- Exercise instructions -
How many lines in the records below contain the word "EncoderUnsupported"? State that number and nothing more.

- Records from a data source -

»»

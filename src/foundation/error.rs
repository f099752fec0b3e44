pub type SlidecastResult<T> = Result<T, SlidecastError>;

/// Error taxonomy for one export run.
///
/// Preparing-phase errors abort the run back to idle; recording-phase errors
/// stop the render loop without ever surfacing partial output as finished.
#[derive(thiserror::Error, Debug)]
pub enum SlidecastError {
    #[error("validation error: {0}")]
    Validation(String),

    /// A slide reached recording without synthesized audio. Fatal, caught
    /// while building the timeline, before any frame is drawn.
    #[error("slide {index} has no synthesized audio")]
    MissingAudio { index: usize },

    /// Speech/script collaborator rejected the request for quota reasons.
    /// Recoverable by the caller, never retried automatically.
    #[error("synthesis quota exhausted: {0}")]
    SynthesisQuota(String),

    /// Speech/script collaborator rejected the credentials.
    #[error("synthesis auth rejected: {0}")]
    SynthesisAuth(String),

    /// A slide image failed to decode. Non-fatal per slide: the slide keeps
    /// its timeline slot and renders the letterbox background only.
    #[error("image decode error: {0}")]
    ImageDecode(String),

    /// None of the requested container/codec combinations are supported by
    /// the runtime. Fatal, surfaced before recording starts.
    #[error("no supported encoder: {0}")]
    EncoderUnsupported(String),

    #[error("encode error: {0}")]
    Encode(String),

    #[error("export cancelled")]
    Cancelled,

    #[error(transparent)]
    Other(#[from] anyhow::Error),
}

impl SlidecastError {
    pub fn validation(msg: impl Into<String>) -> Self {
        Self::Validation(msg.into())
    }

    pub fn image_decode(msg: impl Into<String>) -> Self {
        Self::ImageDecode(msg.into())
    }

    pub fn encoder_unsupported(msg: impl Into<String>) -> Self {
        Self::EncoderUnsupported(msg.into())
    }

    pub fn encode(msg: impl Into<String>) -> Self {
        Self::Encode(msg.into())
    }
}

««

- Exercise solution -
2